7位: レンズによって動作が不安定なCommlite「CM-EF-E HS」
Commlite
CM-EF-E HS
実勢価格:1万6492円
▼テスト結果
- 合計: 45/100点
7位はCommlite「CM-EF-E HS」。オートフォーカスの仕組みが異なる旧世代機(α7やα6000)でも使えるのが大きな特徴。AF-S(広角側)のテスト結果はトップクラスでしたが動作はやや不安定です。
8位: 取り付け精度が低いのが残念なJINTU「JT-EF-NEX」
JINTU
JT-EF-NEX
実勢価格:4699円
▼テスト結果
- 合計: 32/100点
8位はJINTU「JT-EF-NEX」。レンズ側のマウントにややガタがあり、そのためかたまに誤動作がありました。レリーズをフォーカス優先にしても、フォーカスが合う前にシャッターが切れることがあります。

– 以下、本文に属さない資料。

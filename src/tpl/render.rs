use crate::error::TemplateError;
use crate::loader::TemplateLoader;
use crate::tpl::ast::{Block, BlockKind};
use crate::tpl::engine::Outcome;
use crate::tpl::eval;
use crate::tpl::hook::{HookCall, HookRegistry, Next};
use crate::tpl::parser::parse_template;
use crate::tpl::render_context::Frame;
use crate::value::Value;
use std::future::Future;
use std::path::Path;
use std::pin::Pin;
use tracing::{debug, warn};

type BoxFuture<'a, T> = Pin<Box<dyn Future<Output = T> + Send + 'a>>;

/// 一段标签列表渲染结束后的走向
pub(crate) enum Flow {
    Continue,
    Halt(Outcome),
}

/// 模板解释器：按文档顺序逐个处理标签，上一个标签（含其中的 hook、循环体、
/// include）完全结束后才处理下一个
pub(crate) struct Renderer<'e> {
    hooks: &'e HookRegistry,
    loader: &'e dyn TemplateLoader,
    escape_html: bool,
}

impl<'e> Renderer<'e> {
    pub(crate) fn new(hooks: &'e HookRegistry, loader: &'e dyn TemplateLoader) -> Self {
        Self {
            hooks,
            loader,
            escape_html: true,
        }
    }

    pub(crate) fn escape_html(mut self, escape_html: bool) -> Self {
        self.escape_html = escape_html;
        self
    }

    pub(crate) fn hooks(&self) -> &HookRegistry {
        self.hooks
    }

    /// 渲染一段标签；调用前帧的游标应位于该段正文的起点，`end` 为正文终点
    pub(crate) fn render_section<'r, 'f: 'r>(
        &'r self,
        blocks: &'r [Block],
        end: usize,
        frame: &'r mut Frame<'f>,
    ) -> BoxFuture<'r, Result<Flow, TemplateError>> {
        Box::pin(async move {
            for block in blocks {
                frame.flush_to(block.span.start);

                match &block.kind {
                    BlockKind::Var {
                        placeholder,
                        unescaped,
                    } => {
                        let escape = self.escape_html && !*unescaped;
                        if let Some(text) = eval::var_output(frame.data(), placeholder, escape) {
                            frame.push(text);
                        }
                        frame.seek(block.span.end);
                    }
                    BlockKind::Condition(condition) => {
                        let branch = if eval::test_condition(condition, frame.data()) {
                            Some(&condition.on_true)
                        } else {
                            condition.on_false.as_ref()
                        };
                        if let Some(section) = branch {
                            frame.seek(section.range.start);
                            let flow = self
                                .render_section(&section.blocks, section.range.end, frame)
                                .await?;
                            if let Flow::Halt(outcome) = flow {
                                return Ok(Flow::Halt(outcome));
                            }
                        }
                        frame.seek(block.span.end);
                    }
                    BlockKind::Loop(each) => {
                        let items = eval::loop_items(frame.data(), &each.list);
                        debug!(list = %each.list, items = items.len(), "loop");
                        for (i, (key, item)) in items.into_iter().enumerate() {
                            frame.assign(&each.iterator, item);
                            if let Some(index) = &each.index {
                                frame.assign(index, key);
                            }
                            frame.assign("i", i);

                            frame.seek(each.body.range.start);
                            let flow = self
                                .render_section(&each.body.blocks, each.body.range.end, frame)
                                .await?;
                            if let Flow::Halt(outcome) = flow {
                                return Ok(Flow::Halt(outcome));
                            }
                        }
                        frame.seek(block.span.end);
                    }
                    BlockKind::Include { path, eval } => {
                        frame.seek(block.span.end);
                        let Some(text) = self.load_include(frame, path).await else {
                            continue;
                        };
                        if !*eval {
                            frame.push(text);
                            continue;
                        }

                        let blocks = parse_template(&text, self.hooks)?;
                        let mut child = frame.child(&text);
                        let flow = self.render_section(&blocks, text.len(), &mut child).await?;
                        let output = match flow {
                            Flow::Halt(outcome) => return Ok(Flow::Halt(outcome)),
                            Flow::Continue => child.finish(),
                        };
                        frame.push(output);
                    }
                    BlockKind::Hook { keyword, raw_expr } => {
                        frame.seek(block.span.end);
                        let Some(hook) = self.hooks.get(keyword) else {
                            warn!(keyword = %keyword, "hook is no longer registered");
                            continue;
                        };
                        let call = HookCall {
                            keyword: keyword.clone(),
                            raw_expr: raw_expr.clone(),
                            expr: eval::interpolate(raw_expr, frame.data()),
                        };
                        match hook.call(frame, &call).await? {
                            Next::Continue(Some(fragment)) => frame.push(fragment),
                            Next::Continue(None) => {}
                            Next::Terminate(outcome) => {
                                debug!(keyword = %keyword, "render terminated by hook");
                                return Ok(Flow::Halt(outcome));
                            }
                        }
                    }
                }
            }

            frame.flush_to(end);
            Ok(Flow::Continue)
        })
    }

    /// 解析并读取 include 的目标；路径穿越、重复（成环）与缺失文件都只记录日志并跳过
    async fn load_include(&self, frame: &mut Frame<'_>, raw_path: &str) -> Option<String> {
        let path = eval::interpolate(raw_path, frame.data());
        if path.contains("..") {
            warn!(path = %path, "include path escapes the template directory");
            return None;
        }

        let full_path = match frame.lookup("self.dir").map(Value::to_string) {
            Some(dir) if !dir.is_empty() => Path::new(&dir)
                .join(path.trim_start_matches('/'))
                .to_string_lossy()
                .into_owned(),
            _ => path,
        };

        if frame.visited().contains(&full_path) {
            warn!(path = %full_path, "include already rendered, skipping");
            return None;
        }
        frame.visited_mut().insert(full_path.clone());

        if !self.loader.exists(&full_path).await {
            warn!(path = %full_path, "include not found");
            return None;
        }
        match self.loader.read(&full_path).await {
            Ok(text) => {
                debug!(path = %full_path, "include loaded");
                Some(text)
            }
            Err(e) => {
                warn!(path = %full_path, error = %e, "include could not be read");
                None
            }
        }
    }
}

9位: AFが遅くピントが合わない場合もあるCommlite「CM-EF-NEX B」
Commlite
CM-EF-NEX B
実勢価格:7032円
▼テスト結果
- 合計: 27/100点
9位はCommlite「CM-EF-NEX B」。AF-Sでのピント合わせの速度には不満はありません。瞳AFの速度もまずまずでした。ただし、AF-Cでは極端に遅くなり、ピントが全く合わないレンズもありました。
10位: オートフォーカスが遅いKIPON「Baveyes EF-S/E AF 0.7x S スタンダードモデル」
KIPON
Baveyes EF-S/E AF 0.7x S
スタンダードモデル
実勢価格:2万5443円
▼テスト結果
- 合計: 15.5/100点
10位はKIPON「Baveyes EF-S/E AF 0.7x S スタンダードモデル」。AF-Cテストではピントの迷いがあり、10枚撮影して1枚しかピントが合いませんでした。瞳AFやAF-Sも他の製品に比べて極端に遅くオススメできません。
以上、マウントアダプターランキング(ソニーのカメラにキヤノンのレンズ編)でした。ベストバイのMETABONES「MB_EF-E-BT5」はレンズを選ばず快適に動作し、連写でも安定して撮影できます。扱いやすいのでかなり使えるというプロのお墨付きでした。ぜひチェックしてみてください。
AFが速く快適。レンズとの相性もいいのでかなり使える製品です。